The shift to 24/7 trading on CME Globex and ClearPort coincides with the broader buildout of the exchange’s crypto derivatives suite. CME listed cash-settled SUI and AVAX futures on May 4, bringing the total number of tokens with regulated futures access at CME to nine — joining BTC, ETH, SOL, XRP, Cardano, Chainlink, and Stellar. Standard SUI contracts cover 50,000 SUI per lot, with micro contracts sized at 5,000 SUI; AVAX follows the same two-tier structure. First trades in the new contracts were executed as block transactions between institutional liquidity provider FalconX and quantitative fund G-20 Group, according to Crypto Economy.
The 24/7 switch matters structurally because crypto spot markets never close. Until today, a CME-traded institutional hedger holding BTC or ETH exposure faced a gap between Friday’s close and Sunday’s CME reopen during which spot prices could move without any regulated offset. That misalignment has been a known constraint on institutional participation and a recurring source of basis risk around weekends and macro events. CME’s crypto average daily volume reached 407,200 contracts year-to-date in 2026, up 46% year-on-year, with average daily notional value near $8 billion, per CME’s own reporting. Open interest across the crypto division averaged 313,900 contracts in Q1 2026, a 25% increase versus the same period last year.
The SUI and AVAX additions follow a clear institutional logic. AVAX was classified as a digital commodity by the SEC and CFTC in their joint March 2026 rule covering 18 crypto assets, placing it in the same regulatory bucket as BTC and ETH. BlackRock separately chose Avalanche’s infrastructure for a $500 million tokenized fund, lending it the kind of institutional credibility CME weighs when expanding its lineup. SUI has been building derivatives liquidity through native perp markets and saw meaningful open interest growth ahead of the CME listing. Monthly token unlocks of roughly 42–44 million SUI entering circulation on the first of each month remain a supply-side overhang for traders to factor into basis calculations.

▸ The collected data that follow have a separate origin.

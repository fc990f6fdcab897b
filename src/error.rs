//! Error type shared by the library and the `limits` binary.
//!
//! Every failure carries a kind (what went wrong) and a process exit code
//! (how the binary reports it). Numerical failures are never papered over with
//! placeholder values; they surface as [`ErrorKind::Computation`].

use thiserror::Error;

/// Broad failure category.
#[derive(Debug, Clone, Copy, PartialEq, Eq)]
pub enum ErrorKind {
    /// Malformed input table or inconsistent model inputs.
    Format,
    /// Parameter outside its allowed range (scan range, confidence level, probability).
    Range,
    /// Numerical degeneracy: underflowed posterior, flat likelihood, failed root/optimizer.
    Computation,
    /// File system failure.
    Io,
}

impl ErrorKind {
    fn exit_code(self) -> u8 {
        match self {
            ErrorKind::Format | ErrorKind::Io => 2,
            ErrorKind::Range => 3,
            ErrorKind::Computation => 4,
        }
    }
}

#[derive(Debug, Clone, Error)]
#[error("{message}")]
pub struct AppError {
    kind: ErrorKind,
    exit_code: u8,
    message: String,
}

impl AppError {
    pub fn new(kind: ErrorKind, message: impl Into<String>) -> Self {
        Self {
            kind,
            exit_code: kind.exit_code(),
            message: message.into(),
        }
    }

    pub fn format(message: impl Into<String>) -> Self {
        Self::new(ErrorKind::Format, message)
    }

    pub fn range(message: impl Into<String>) -> Self {
        Self::new(ErrorKind::Range, message)
    }

    pub fn computation(message: impl Into<String>) -> Self {
        Self::new(ErrorKind::Computation, message)
    }

    pub fn io(message: impl Into<String>) -> Self {
        Self::new(ErrorKind::Io, message)
    }

    pub fn kind(&self) -> ErrorKind {
        self.kind
    }

    pub fn exit_code(&self) -> u8 {
        self.exit_code
    }

    pub fn message(&self) -> &str {
        &self.message
    }
}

With nine tokens now covered by regulated futures and continuous trading hours matching the underlying spot markets, CME has materially narrowed the gap between traditional derivatives infrastructure and crypto-native venues. Whether 24/7 access translates into meaningfully tighter basis spreads and higher open interest will be the key metric to watch across the next several months.